No one worked the room like Pellegrino Sr., who circled it as if greeting old friends.“Bill Clinton was a lot of fun,” he recalled. “I was singing ‘My Girl’ and after I sang the line ‘mistakes I’ve made a few,’ he said, ‘me, too,’ and the place went wild. Unless you experience this place firsthand, you may never come to really know what Rao’s is.” But more people may soon be able to: Pellegrino Jr. revealed Rao’s plans to open a third restaurant but, this being Rao’s, he declined to say where.

— Amy Wicks

FULL DISCLOSURE: The New York Times Magazine published Jennifer Egan’s cover story for this weekend’s issue online on Wednesday and there were curious additions to her contributor’s biography: Her e-mail address ( and the name and e-mail of her editor (Ilena Silverman).

This weekend marks the official launch of Hugo Lindgren’s redesigned and relaunched Times Magazine, and apparently, as a gesture toward transparency, there will be ways to now communicate with the people behind the stories.

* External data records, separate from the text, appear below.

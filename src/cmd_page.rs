//! Page subcommand handlers: analyze, fill, detect.

use std::path::{Path, PathBuf};

use tracing::info;

use jobfill_config::Config;
use jobfill_dom::Document;
use jobfill_engine::{JobPageDetector, SiteClassifier};
use jobfill_protocols::{ContentRequest, ContentResponse, Profile};
use jobfill_runtime::{BackendClient, LocalStore, PopupStatus, SessionContext, TabBridge, TabId};

use crate::cli::PageArgs;

/// The CLI drives a single tab.
const TAB: TabId = 1;

pub(crate) struct FillArgs {
    pub profile: Option<PathBuf>,
    pub out: Option<PathBuf>,
    pub paced: bool,
    pub legacy: bool,
}

fn load_page(path: &Path) -> Result<Document, Box<dyn std::error::Error>> {
    let html = std::fs::read_to_string(path)
        .map_err(|e| format!("Cannot read {}: {}", path.display(), e))?;
    Ok(Document::parse(&html))
}

fn load_profile(path: &Path) -> Result<Profile, Box<dyn std::error::Error>> {
    let json = std::fs::read_to_string(path)
        .map_err(|e| format!("Cannot read {}: {}", path.display(), e))?;
    Ok(serde_json::from_str(&json)?)
}

async fn open_session(config: &Config) -> Result<SessionContext, Box<dyn std::error::Error>> {
    let backend = BackendClient::new(&config.backend)?;
    let store = LocalStore::open(&config.storage).await?;
    Ok(SessionContext::new(config, Box::new(backend), store))
}

fn open_tab(config: &Config, page: &PageArgs) -> Result<TabBridge, Box<dyn std::error::Error>> {
    let mut bridge = TabBridge::new(config);
    bridge.attach(TAB, load_page(&page.html)?, page.url.as_str());
    Ok(bridge)
}

/// List fields and their mappings.
pub(crate) async fn analyze(
    config: &Config,
    page: &PageArgs,
    format: &str,
) -> Result<(), Box<dyn std::error::Error>> {
    let mut bridge = open_tab(config, page)?;
    let mut session = open_session(config).await?;
    session.override_workday(page.workday_flag());

    let report = match session.analyze(&mut bridge, TAB).await {
        Ok(report) => report,
        Err(e) => {
            eprintln!("{}", PopupStatus::from(&e));
            return Err(e.into());
        }
    };

    match format {
        "json" => {
            println!("{}", serde_json::to_string_pretty(&report.fields)?);
        }
        _ => {
            println!("{}", report.status);
            if !report.fields.is_empty() {
                println!();
                println!("{:<30} {:<10} {}", "FIELD", "TYPE", "MAPS TO");
                println!("{}", "-".repeat(60));
                for (field, (name, mapping)) in report.fields.iter().zip(report.rows()) {
                    println!("{:<30} {:<10} {}", name, field.kind.as_str(), mapping);
                }
            }
        }
    }
    Ok(())
}

/// Fill the page and optionally write the result.
pub(crate) async fn fill(
    config: &Config,
    page: &PageArgs,
    args: FillArgs,
) -> Result<(), Box<dyn std::error::Error>> {
    let mut config = config.clone();
    if !args.paced {
        config.fill = config.fill.immediate();
    }

    let mut bridge = open_tab(&config, page)?;
    let mut session = open_session(&config).await?;
    session.override_workday(page.workday_flag());
    if let Some(path) = &args.profile {
        session.use_profile(load_profile(path)?);
    }

    if args.legacy {
        let data = session.load_profile().await?;
        match bridge.send(TAB, ContentRequest::Autofill { data }).await? {
            ContentResponse::Legacy(response) => {
                let line = response.message.or(response.error).unwrap_or_default();
                println!("{}", line);
            }
            _ => return Err("Unexpected response to autofill".into()),
        }
    } else {
        match session.autofill(&mut bridge, TAB).await {
            Ok(status) => println!("{}", status),
            Err(e) => {
                eprintln!("{}", PopupStatus::from(&e));
                return Err(e.into());
            }
        }
    }

    if let Some(out) = &args.out {
        if let Some(script) = bridge.script(TAB) {
            std::fs::write(out, script.document().to_html())?;
            info!(path = %out.display(), "Wrote filled page");
        }
    }
    Ok(())
}

/// Print the job page verdict as JSON.
pub(crate) fn detect(config: &Config, page: &PageArgs) -> Result<(), Box<dyn std::error::Error>> {
    let document = load_page(&page.html)?;
    let variant = SiteClassifier::from_config(&config.sites).select(&page.url, page.workday_flag());
    let detection = JobPageDetector::from_config(&config.sites).detect(&document, variant);
    println!("{}", serde_json::to_string_pretty(&detection)?);
    Ok(())
}
//! Site-variant selection.

use jobfill_config::SitesConfig;
use jobfill_protocols::SiteVariant;
use tracing::debug;

/// Classifies pages as generic or ATS by URL substring.
#[derive(Debug, Clone)]
pub struct SiteClassifier {
    patterns: Vec<String>,
}

impl Default for SiteClassifier {
    fn default() -> Self {
        Self::from_config(&SitesConfig::default())
    }
}

impl SiteClassifier {
    pub fn new<I, S>(patterns: I) -> Self
    where
        I: IntoIterator<Item = S>,
        S: Into<String>,
    {
        Self {
            patterns: patterns
                .into_iter()
                .map(|p| p.into().to_lowercase())
                .filter(|p| !p.is_empty())
                .collect(),
        }
    }

    pub fn from_config(config: &SitesConfig) -> Self {
        Self::new(config.ats_patterns.iter().cloned())
    }

    /// First allow-list entry contained in the URL.
    pub fn matched_pattern(&self, url: &str) -> Option<&str> {
        let url = url.to_lowercase();
        self.patterns
            .iter()
            .find(|p| url.contains(p.as_str()))
            .map(String::as_str)
    }

    pub fn classify(&self, url: &str) -> SiteVariant {
        SiteVariant::from_flag(self.matched_pattern(url).is_some())
    }

    /// A caller flag always wins over the URL.
    pub fn select(&self, url: &str, flag: Option<bool>) -> SiteVariant {
        let variant = match flag {
            Some(is_workday) => SiteVariant::from_flag(is_workday),
            None => self.classify(url),
        };
        debug!(url, ?flag, ?variant, "Selected site variant");
        variant
    }
}
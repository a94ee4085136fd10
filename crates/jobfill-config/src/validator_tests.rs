use super::*;

#[test]
fn test_validate_default_config() {
    let config = Config::default();
    let result = ConfigValidator::validate(&config).unwrap();
    assert!(result.is_valid());
    assert!(result.warnings.is_empty());
}

#[test]
fn test_validate_invalid_base_url() {
    let mut config = Config::default();
    config.backend.base_url = "not a url".to_string();

    let result = ConfigValidator::validate(&config).unwrap();
    assert!(!result.is_valid());
    assert!(result.errors.iter().any(|e| e.path == "backend.base_url"));
}

#[test]
fn test_validate_non_http_scheme() {
    let mut config = Config::default();
    config.backend.base_url = "ftp://localhost/".to_string();

    let result = ConfigValidator::validate(&config).unwrap();
    assert!(!result.is_valid());
}

#[test]
fn test_validate_remote_http_warning() {
    let mut config = Config::default();
    config.backend.base_url = "http://profiles.example.com".to_string();

    let result = ConfigValidator::validate(&config).unwrap();
    assert!(result.is_valid());
    assert!(result.warnings.iter().any(|w| w.path == "backend.base_url"));
}

#[test]
fn test_validate_zero_timeout() {
    let mut config = Config::default();
    config.backend.timeout_secs = 0;

    let result = ConfigValidator::validate(&config).unwrap();
    assert!(result.errors.iter().any(|e| e.path == "backend.timeout_secs"));
}

#[test]
fn test_validate_empty_ats_pattern() {
    let mut config = Config::default();
    config.sites.ats_patterns.push("  ".to_string());

    let result = ConfigValidator::validate(&config).unwrap();
    assert!(!result.is_valid());
}

#[test]
fn test_validate_long_delay_warning() {
    let mut config = Config::default();
    config.fill.overlay_linger_ms = 60_000;

    let result = ConfigValidator::validate(&config).unwrap();
    assert!(result.is_valid());
    assert!(result.warnings.iter().any(|w| w.path == "fill.overlay_linger_ms"));
}

#[test]
fn test_validate_storage() {
    let mut config = Config::default();
    config.storage.path = String::new();
    config.storage.error_log_cap = 0;

    let result = ConfigValidator::validate(&config).unwrap();
    assert!(result.errors.iter().any(|e| e.path == "storage.path"));
    assert!(result.warnings.iter().any(|w| w.path == "storage.error_log_cap"));
}

#[test]
fn test_validate_log_level() {
    let mut config = Config::default();
    config.logging.level = "loud".to_string();
    assert!(!ConfigValidator::validate(&config).unwrap().is_valid());

    config.logging.level = "jobfill_engine=debug,info".to_string();
    assert!(ConfigValidator::validate(&config).unwrap().is_valid());
}

#[test]
fn test_into_result() {
    let mut config = Config::default();
    config.backend.timeout_secs = 0;
    let err = ConfigValidator::validate(&config)
        .unwrap()
        .into_result()
        .unwrap_err();
    assert!(err.to_string().contains("backend.timeout_secs"));
}
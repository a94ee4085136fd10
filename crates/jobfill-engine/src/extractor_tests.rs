use super::*;

fn page(body: &str) -> Document {
    Document::parse(&format!("<html><body>{body}</body></html>"))
}

fn names(extraction: &Extraction) -> Vec<&str> {
    extraction
        .fields
        .iter()
        .map(|f| f.display_name())
        .collect()
}

#[test]
fn test_relevance_filter() {
    let document = page(
        r#"<input name="text">
           <input type="email" name="email">
           <input type="checkbox" name="agree">
           <input type="radio" name="choice">
           <input type="date" name="start">
           <select name="state"><option>CA</option></select>
           <textarea name="summary"></textarea>
           <input type="hidden" name="token">
           <input type="submit" name="go">
           <input type="button" name="btn">
           <input type="image" name="img">
           <input type="reset" name="reset">
           <input type="file" name="resume">
           <input type="range" name="slider">
           <input name="disabled" disabled>
           <input name="readonly" readonly>
           <input name="invisible" style="visibility:hidden">
           <input name="transparent" style="opacity:0">
           <div style="display: none"><input name="undisplayed"></div>
           <input name="hidden-attr" hidden>
           <button name="button">Send</button>"#,
    );
    let extraction = FieldExtractor::new(&document, SiteVariant::Generic)
        .extract()
        .unwrap();
    assert_eq!(extraction.strategy, Strategy::DocumentScoped);
    assert_eq!(
        names(&extraction),
        vec!["text", "email", "agree", "choice", "start", "state", "summary"]
    );
}

#[test]
fn test_form_scoped_order_and_dedup() {
    let document = page(
        r#"<input name="outside">
           <form id="one"><input name="a"><input name="b"></form>
           <form id="two"><input name="c"></form>
           <input name="late" form="one">"#,
    );
    let extraction = FieldExtractor::new(&document, SiteVariant::Generic)
        .extract()
        .unwrap();
    assert_eq!(extraction.strategy, Strategy::FormScoped);
    // Forms in document order, each form's controls in DOM order.
    assert_eq!(names(&extraction), vec!["a", "b", "late", "c"]);
}

#[test]
fn test_descriptor_contents() {
    let document = page(
        r#"<form><label for="fn">First Name</label>
           <input id="fn" name="first_name" placeholder="Ada" value="x" data-automation-id="legalName--firstName"></form>"#,
    );
    let extraction = FieldExtractor::new(&document, SiteVariant::Generic)
        .extract()
        .unwrap();
    let field = &extraction.fields[0];
    assert_eq!(field.id, "fn");
    assert_eq!(field.name, "first_name");
    assert_eq!(field.kind, InputKind::Text);
    assert_eq!(field.label, "First Name");
    assert_eq!(field.placeholder, "Ada");
    assert_eq!(field.value, "x");
    assert_eq!(field.automation_id.as_deref(), Some("legalName--firstName"));
    // The group/name split is Workday-only.
    assert!(field.field_group.is_none());
    assert_eq!(document.resolve(field.handle), Ok(document.by_id("fn").unwrap()));
}

#[test]
fn test_workday_prefers_automation_ids() {
    let document = page(
        r#"<form>
             <div data-automation-id="legalNameSection" aria-label="Legal Name">
               <input data-automation-id="legalName--firstName">
               <input data-automation-id="legalName--lastName">
             </div>
             <input name="untagged">
           </form>"#,
    );
    let extraction = FieldExtractor::new(&document, SiteVariant::Workday)
        .extract()
        .unwrap();
    assert_eq!(extraction.strategy, Strategy::AutomationId);
    assert_eq!(extraction.len(), 2);

    let first = &extraction.fields[0];
    assert_eq!(first.field_group.as_deref(), Some("legalName"));
    assert_eq!(first.field_name.as_deref(), Some("firstName"));
    assert_eq!(first.container_label.as_deref(), Some("Legal Name"));
}

#[test]
fn test_workday_container_signature_tier() {
    let document = page(
        r#"<div class="css-1mjmy2z"><input name="inside"></div>
           <input name="outside">"#,
    );
    let extraction = FieldExtractor::new(&document, SiteVariant::Workday)
        .extract()
        .unwrap();
    assert_eq!(extraction.strategy, Strategy::ContainerSignature);
    assert_eq!(names(&extraction), vec!["inside"]);
}

#[test]
fn test_workday_document_fallback() {
    let document = page(r#"<form><input name="a"></form><input name="b">"#);
    let extraction = FieldExtractor::new(&document, SiteVariant::Workday)
        .extract()
        .unwrap();
    assert_eq!(extraction.strategy, Strategy::DocumentScoped);
    assert_eq!(names(&extraction), vec!["a", "b"]);
}

#[test]
fn test_empty_page_is_not_an_error() {
    let document = page("<p>Nothing to see</p>");
    let extraction = FieldExtractor::new(&document, SiteVariant::Generic)
        .extract()
        .unwrap();
    assert!(extraction.is_empty());
}

#[test]
fn test_unloaded_page_fails() {
    let mut document = page(r#"<input name="a">"#);
    document.unload();
    let result = FieldExtractor::new(&document, SiteVariant::Generic).extract();
    assert!(matches!(result, Err(ExtractError::PageUnloaded(_))));
}
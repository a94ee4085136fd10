//! Configuration schema definitions.

use std::path::PathBuf;

use serde::{Deserialize, Serialize};

/// Root configuration.
#[derive(Debug, Clone, Default, PartialEq, Serialize, Deserialize)]
pub struct Config {
    #[serde(default)]
    pub backend: BackendConfig,

    #[serde(default)]
    pub sites: SitesConfig,

    #[serde(default)]
    pub fill: FillConfig,

    #[serde(default)]
    pub storage: StorageConfig,

    #[serde(default)]
    pub logging: LoggingConfig,
}

impl Config {
    /// `~/.jobfill`, falling back to the working directory without a home.
    pub fn home_dir() -> PathBuf {
        dirs::home_dir()
            .unwrap_or_else(|| PathBuf::from("."))
            .join(".jobfill")
    }

    /// Where the CLI looks for a config file when none is given.
    pub fn default_path() -> PathBuf {
        Self::home_dir().join("config.toml")
    }
}

/// Profile backend service.
#[derive(Debug, Clone, PartialEq, Serialize, Deserialize)]
pub struct BackendConfig {
    #[serde(default = "default_base_url")]
    pub base_url: String,

    #[serde(default = "default_timeout_secs")]
    pub timeout_secs: u64,

    /// Offer the bundled demo profile when the backend and cache both fail.
    #[serde(default = "default_true")]
    pub allow_demo_profile: bool,
}

impl Default for BackendConfig {
    fn default() -> Self {
        Self {
            base_url: default_base_url(),
            timeout_secs: default_timeout_secs(),
            allow_demo_profile: default_true(),
        }
    }
}

fn default_base_url() -> String {
    "http://localhost:5000".to_string()
}

fn default_timeout_secs() -> u64 {
    10
}

fn default_true() -> bool {
    true
}

/// URL and page-content classification.
#[derive(Debug, Clone, PartialEq, Serialize, Deserialize)]
pub struct SitesConfig {
    /// Host/path substrings that mark a page as an ATS page.
    #[serde(default = "default_ats_patterns")]
    pub ats_patterns: Vec<String>,

    /// Words that suggest a page hosts a job application.
    #[serde(default = "default_job_keywords")]
    pub job_keywords: Vec<String>,
}

impl Default for SitesConfig {
    fn default() -> Self {
        Self {
            ats_patterns: default_ats_patterns(),
            job_keywords: default_job_keywords(),
        }
    }
}

fn default_ats_patterns() -> Vec<String> {
    [
        "indeed.com",
        "linkedin.com/jobs",
        "glassdoor.com",
        "monster.com",
        "careers.",
        "jobs.",
        "workday",
        "lever.co",
        "greenhouse.io",
    ]
    .iter()
    .map(|s| s.to_string())
    .collect()
}

fn default_job_keywords() -> Vec<String> {
    [
        "job application",
        "apply now",
        "submit application",
        "application form",
        "career",
        "employment application",
        "position applied for",
        "job opening",
    ]
    .iter()
    .map(|s| s.to_string())
    .collect()
}

/// Fill behavior and pacing.
#[derive(Debug, Clone, PartialEq, Serialize, Deserialize)]
pub struct FillConfig {
    /// Replace text that is already in a field.
    #[serde(default)]
    pub overwrite_existing: bool,

    /// Pause between highlighting a field and writing it.
    #[serde(default = "default_step_delay_ms")]
    pub step_delay_ms: u64,

    /// Pause after scrolling a field into view.
    #[serde(default = "default_scroll_settle_ms")]
    pub scroll_settle_ms: u64,

    /// How long the status overlay stays after the last field.
    #[serde(default = "default_overlay_linger_ms")]
    pub overlay_linger_ms: u64,
}

impl Default for FillConfig {
    fn default() -> Self {
        Self {
            overwrite_existing: false,
            step_delay_ms: default_step_delay_ms(),
            scroll_settle_ms: default_scroll_settle_ms(),
            overlay_linger_ms: default_overlay_linger_ms(),
        }
    }
}

impl FillConfig {
    /// Same policy with every delay zeroed.
    pub fn immediate(&self) -> Self {
        Self {
            step_delay_ms: 0,
            scroll_settle_ms: 0,
            overlay_linger_ms: 0,
            ..self.clone()
        }
    }

    pub fn is_immediate(&self) -> bool {
        self.step_delay_ms == 0 && self.scroll_settle_ms == 0 && self.overlay_linger_ms == 0
    }
}

fn default_step_delay_ms() -> u64 {
    300
}

fn default_scroll_settle_ms() -> u64 {
    500
}

fn default_overlay_linger_ms() -> u64 {
    3000
}

/// Local key/value store.
#[derive(Debug, Clone, PartialEq, Serialize, Deserialize)]
pub struct StorageConfig {
    #[serde(default = "default_storage_path")]
    pub path: String,

    #[serde(default = "default_success_log_cap")]
    pub success_log_cap: usize,

    #[serde(default = "default_error_log_cap")]
    pub error_log_cap: usize,
}

impl Default for StorageConfig {
    fn default() -> Self {
        Self {
            path: default_storage_path(),
            success_log_cap: default_success_log_cap(),
            error_log_cap: default_error_log_cap(),
        }
    }
}

fn default_storage_path() -> String {
    "~/.jobfill/store.json".to_string()
}

fn default_success_log_cap() -> usize {
    100
}

fn default_error_log_cap() -> usize {
    50
}

/// Logging.
#[derive(Debug, Clone, PartialEq, Serialize, Deserialize)]
pub struct LoggingConfig {
    /// Default filter directive; `RUST_LOG` overrides it.
    #[serde(default = "default_log_level")]
    pub level: String,

    /// Also write daily-rotated log files under `~/.jobfill/debug`.
    #[serde(default = "default_true")]
    pub file: bool,
}

impl Default for LoggingConfig {
    fn default() -> Self {
        Self {
            level: default_log_level(),
            file: default_true(),
        }
    }
}

fn default_log_level() -> String {
    "info".to_string()
}

#[cfg(test)]
#[path = "schema_tests.rs"]
mod tests;
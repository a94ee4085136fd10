//! Configuration validation.

use url::Url;

use crate::error::ConfigError;
use crate::schema::Config;

/// Validation result.
#[derive(Debug, Default)]
pub struct ValidationResult {
    pub errors: Vec<ValidationError>,
    pub warnings: Vec<ValidationWarning>,
}

impl ValidationResult {
    pub fn is_valid(&self) -> bool {
        self.errors.is_empty()
    }

    pub fn add_error(&mut self, error: ValidationError) {
        self.errors.push(error);
    }

    pub fn add_warning(&mut self, warning: ValidationWarning) {
        self.warnings.push(warning);
    }

    /// First error as a `ConfigError`, if any.
    pub fn into_result(self) -> Result<Vec<ValidationWarning>, ConfigError> {
        match self.errors.into_iter().next() {
            Some(error) => Err(ConfigError::InvalidValue {
                field: error.path,
                message: error.message,
            }),
            None => Ok(self.warnings),
        }
    }
}

/// A validation error.
#[derive(Debug)]
pub struct ValidationError {
    pub path: String,
    pub message: String,
}

impl ValidationError {
    pub fn new(path: impl Into<String>, message: impl Into<String>) -> Self {
        Self {
            path: path.into(),
            message: message.into(),
        }
    }
}

/// A validation warning.
#[derive(Debug)]
pub struct ValidationWarning {
    pub path: String,
    pub message: String,
}

impl ValidationWarning {
    pub fn new(path: impl Into<String>, message: impl Into<String>) -> Self {
        Self {
            path: path.into(),
            message: message.into(),
        }
    }
}

/// Configuration validator.
pub struct ConfigValidator;

impl ConfigValidator {
    /// Validate the configuration.
    pub fn validate(config: &Config) -> Result<ValidationResult, ConfigError> {
        let mut result = ValidationResult::default();

        Self::validate_backend(config, &mut result);
        Self::validate_sites(config, &mut result);
        Self::validate_fill(config, &mut result);
        Self::validate_storage(config, &mut result);
        Self::validate_logging(config, &mut result);

        Ok(result)
    }

    fn validate_backend(config: &Config, result: &mut ValidationResult) {
        match Url::parse(&config.backend.base_url) {
            Ok(url) if matches!(url.scheme(), "http" | "https") => {
                if url.scheme() == "http"
                    && !matches!(url.host_str(), Some("localhost" | "127.0.0.1" | "::1"))
                {
                    result.add_warning(ValidationWarning::new(
                        "backend.base_url",
                        "Profile data is sent over plain HTTP to a non-local host",
                    ));
                }
            }
            Ok(_) => result.add_error(ValidationError::new(
                "backend.base_url",
                "base_url must use http or https",
            )),
            Err(e) => result.add_error(ValidationError::new(
                "backend.base_url",
                format!("Invalid URL: {e}"),
            )),
        }

        if config.backend.timeout_secs == 0 {
            result.add_error(ValidationError::new(
                "backend.timeout_secs",
                "timeout_secs must be greater than 0",
            ));
        }
    }

    fn validate_sites(config: &Config, result: &mut ValidationResult) {
        if config.sites.ats_patterns.iter().any(|p| p.trim().is_empty()) {
            result.add_error(ValidationError::new(
                "sites.ats_patterns",
                "Patterns cannot be empty; an empty pattern matches every URL",
            ));
        }
        if config.sites.job_keywords.is_empty() {
            result.add_warning(ValidationWarning::new(
                "sites.job_keywords",
                "No job keywords; page detection relies on field matches only",
            ));
        }
    }

    fn validate_fill(config: &Config, result: &mut ValidationResult) {
        let fill = &config.fill;
        for (path, value) in [
            ("fill.step_delay_ms", fill.step_delay_ms),
            ("fill.scroll_settle_ms", fill.scroll_settle_ms),
            ("fill.overlay_linger_ms", fill.overlay_linger_ms),
        ] {
            if value > 10_000 {
                result.add_warning(ValidationWarning::new(
                    path,
                    "Delay above 10s makes paced fills very slow",
                ));
            }
        }
    }

    fn validate_storage(config: &Config, result: &mut ValidationResult) {
        if config.storage.path.trim().is_empty() {
            result.add_error(ValidationError::new("storage.path", "Store path cannot be empty"));
        }
        if config.storage.success_log_cap == 0 {
            result.add_warning(ValidationWarning::new(
                "storage.success_log_cap",
                "Success log is disabled",
            ));
        }
        if config.storage.error_log_cap == 0 {
            result.add_warning(ValidationWarning::new(
                "storage.error_log_cap",
                "Error log is disabled",
            ));
        }
    }

    fn validate_logging(config: &Config, result: &mut ValidationResult) {
        let level = config.logging.level.trim().to_ascii_lowercase();
        let known = ["trace", "debug", "info", "warn", "error", "off"];
        // Full directives like "jobfill_engine=debug" are accepted as-is.
        if !level.contains('=') && !known.contains(&level.as_str()) {
            result.add_error(ValidationError::new(
                "logging.level",
                format!("Unknown log level: {}", config.logging.level),
            ));
        }
    }
}

#[cfg(test)]
#[path = "validator_tests.rs"]
mod tests;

“Our hope is that it results in thoughtful exchanges between readers and writers and editors,” e-mailed Lindgren. “Or it could be a blitz of hate mail and spam. Either way, as I’ve told a few of my reluctant colleagues, it’s only e-mail,” he said.

He called it an experiment. It certainly puts his editors in the spotlight, arguably more so than other weekly magazines, which normally do not tell their readers who edited a piece (this is especially true since more than one editor is usually involved and there’s a tradition at magazines for editors to help writers become stars, not the other way around).

And in a further attempt to open up the Times Magazine a little bit more, there is — for the first time — a printed masthead online (ever wonder who the Online Editor is? Miki Meek!). The magazine has also started a blog called The Sixth Floor — the floor the magazine is located on in the Times Building on Eighth Avenue — that Lindgren described in a blog post as “a place to let readers listen in on the conversations that happen in the office.”

— John Koblin

BURBERRY ROCKS BRIGHTON: Burberry has tapped two members of the rock aristocracy for the latest installment of its spring campaign. Tali Lennox, Annie Lennox’s daughter and Tara Ferry, Bryan Ferry’s son, both appear in the campaign, which was shot on Britain’s pebbly Brighton beach by Mario Testino. Lennox wears pieces from Burberry Prorsum’s exotic skins collection, such as a green python biker jacket, while Ferry wears a studded leather biker jacket. The images are the latest in Burberry’s evolving spring campaign, which features different models each month — models Cara Delevingne, Jacob Young, Jourdan Dunn and Sacha M’Baye have all already appeared in this season’s campaign. “We wanted to create a dynamic campaign that reflects the diversity of our broad global consumer, revealing new British cast members each month…embodying the different attitudes of the Burberry guy and girl,” said Christopher Bailey, chief creative officer at Burberry. The spring campaign includes pieces from Burberry Prorsum, Burberry London, Burberry Brit and Burberry accessories. The current installment of the campaign will appear online and in print through March, while the April campaign images will launch April 6.